The Indian Investment Industrys development and success would depend on various issues such as: Educate the people: There are lots of alternatives available in the present time. But because of lack of knowledge people are not ready to try them. Even because of the fear to try new ones the investment industry has limited it self. The same can be done through arranging events that promote such innovations. Preconceptions rule: The preconceptions that a person carries tries rule his investment decisions. The past record of shares and mutual fund restrict the people in investing in the same. Though the rules and regulations have changed a lot but there are still people who are not ready to accept such facts. Let them know where there amount in reinvested: The investors should know that the amount that is invested in the company how the funds are used and for what purpose .They

have the right to know where are their funds reinvested i.e. the companies should be transparent. Do not cut others line for showing yourself bigger: The promoters to promote their funds degrading the other modes of investment and hence this limits their investment scopes itself because this act degrades the company in the eyes of the customers Lead through Innovation: Although there is enough room in the market, unfortunately in Indian market, all mutual funds have been chasing the same set of investors with the same set of products and inducements. Product differentiation is the first step towards escaping competition and attracting more investors. Rebuild investors confidence: For a long term growth of the industry, it is a must to win the confidence of the investors and there is no way to do this other than bringing in more transparency in the operations, proper communications between the market players and their customers.
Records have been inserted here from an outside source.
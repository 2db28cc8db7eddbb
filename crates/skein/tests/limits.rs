//! Resource limits and how they surface to programs.

use std::time::Duration;

use pretty_assertions::assert_eq;
use skein::{
    CollectStringPrint, ExcType, LimitedTracker, NoPrint, Object, RecordingTracer, ResourceLimits, RunOptions, Runner,
    TraceEvent,
};

fn run_limited(code: &str, limits: ResourceLimits) -> Result<Object, skein::Exception> {
    let runner = Runner::new(code, "test.py").unwrap();
    runner.run_options(&RunOptions::default().limits(limits), &mut NoPrint)
}

#[test]
fn default_recursion_limit() {
    let runner = Runner::new("def f(n):\n    return f(n + 1)\nf(0)", "test.py").unwrap();
    let exc = runner.run(&mut NoPrint).unwrap_err();
    assert_eq!(exc.exc_type(), ExcType::RecursionError);
    assert_eq!(exc.summary(), "RecursionError: maximum recursion depth exceeded");
}

/// Deep Python recursion runs on the VM's frame stack, not the native stack.
#[test]
fn deep_recursion_within_limit() {
    let limits = ResourceLimits::new().max_recursion_depth(Some(5000));
    let result = run_limited(
        "def depth(n):\n    return 0 if n == 0 else 1 + depth(n - 1)\ndepth(4000)",
        limits,
    );
    assert_eq!(result.unwrap(), Object::Int(4000));
}

#[test]
fn recursion_error_is_catchable() {
    let code = "
def f():
    return f()
try:
    f()
except RecursionError as e:
    print('caught', e)
";
    let runner = Runner::new(code, "test.py").unwrap();
    let mut print = CollectStringPrint::new();
    runner
        .run_options(
            &RunOptions::default().limits(ResourceLimits::new().max_recursion_depth(Some(50))),
            &mut print,
        )
        .unwrap();
    assert_eq!(print.output(), "caught maximum recursion depth exceeded\n");
}

/// Operation limits are not swallowed by a bare `except:`.
#[test]
fn operation_limit_is_uncatchable() {
    let code = "
while True:
    try:
        x = [1]
    except:
        pass
";
    let exc = run_limited(code, ResourceLimits::new().max_operations(10_000)).unwrap_err();
    assert_eq!(exc.exc_type(), ExcType::TimeoutError);
}

#[test]
fn allocation_limit() {
    let code = "items = []\nwhile True:\n    items.append([0])";
    let exc = run_limited(code, ResourceLimits::new().max_allocations(1_000)).unwrap_err();
    assert_eq!(exc.exc_type(), ExcType::MemoryError);
}

#[test]
fn time_limit() {
    let exc = run_limited(
        "while True:\n    pass",
        ResourceLimits::new().max_duration(Duration::from_millis(50)),
    )
    .unwrap_err();
    assert_eq!(exc.exc_type(), ExcType::TimeoutError);
}

#[test]
fn oversized_results_are_refused() {
    let exc = run_limited("'x' * 100_000_000", ResourceLimits::new().max_memory(1_000_000)).unwrap_err();
    assert_eq!(exc.exc_type(), ExcType::MemoryError);
}

/// Garbage cycles are reclaimed, so a churning program stays under a memory limit.
#[test]
fn cycles_are_collected() {
    let code = "
class Node:
    pass
for _ in range(20_000):
    a = Node()
    b = Node()
    a.other = b
    b.other = a
'done'
";
    let limits = ResourceLimits::new().max_memory(2_000_000).gc_interval(500);
    let runner = Runner::new(code, "test.py").unwrap();
    let mut tracer = RecordingTracer::new();
    let result = runner
        .run_with(&RunOptions::default(), LimitedTracker::new(limits), &mut tracer, &mut NoPrint)
        .unwrap();
    assert_eq!(result, Object::String("done".to_owned()));
    let freed: usize = tracer
        .events()
        .iter()
        .map(|event| match event {
            TraceEvent::Collect { freed, .. } => *freed,
            _ => 0,
        })
        .sum();
    assert!(freed > 10_000, "freed {freed}");
}

/// Generator bodies and class bodies collect too, not just module-level code.
#[test]
fn nested_bodies_collect() {
    let limits = || ResourceLimits::new().max_memory(2_000_000).gc_interval(100);
    let generator = "
def churn():
    for i in range(200_000):
        x = [i, i, i]
    yield 'done'
for result in churn():
    pass
result
";
    assert_eq!(run_limited(generator, limits()).unwrap(), Object::String("done".to_owned()));

    let with_next = "
def churn(keep):
    for i in range(200_000):
        x = [i, i, i]
    return keep
g = churn(['kept'])
try:
    next(g, ['fallback'])
except StopIteration as e:
    result = e.value
result
";
    assert_eq!(
        run_limited(with_next, limits()).unwrap(),
        Object::List(vec![Object::String("kept".to_owned())])
    );

    let class_body = "
class Churn:
    total = 0
    for i in range(200_000):
        x = [i, i, i]
        total += 1
Churn.total
";
    assert_eq!(run_limited(class_body, limits()).unwrap(), Object::Int(200_000));
}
Manage risks through derivatives: India has a wide range of derivatives products in the market. Mutual Fund should also come forward with more of such products. In the Business World dated 24th November 2003 there was news that Benchmark fund is coming out with an Equity Arbitrage Fund called Dynamic Arbitrage Fund. Otherwise SEBI has not allowed any AMC to float a hedge fund in India. Educate investors about the principles: There is no doubt that investors education is one area, which has to be concentrated upon in the mutual fund industry. The Mutual funds must come forward to make funds understandable to them. The must be made aware about various asset allocation principles.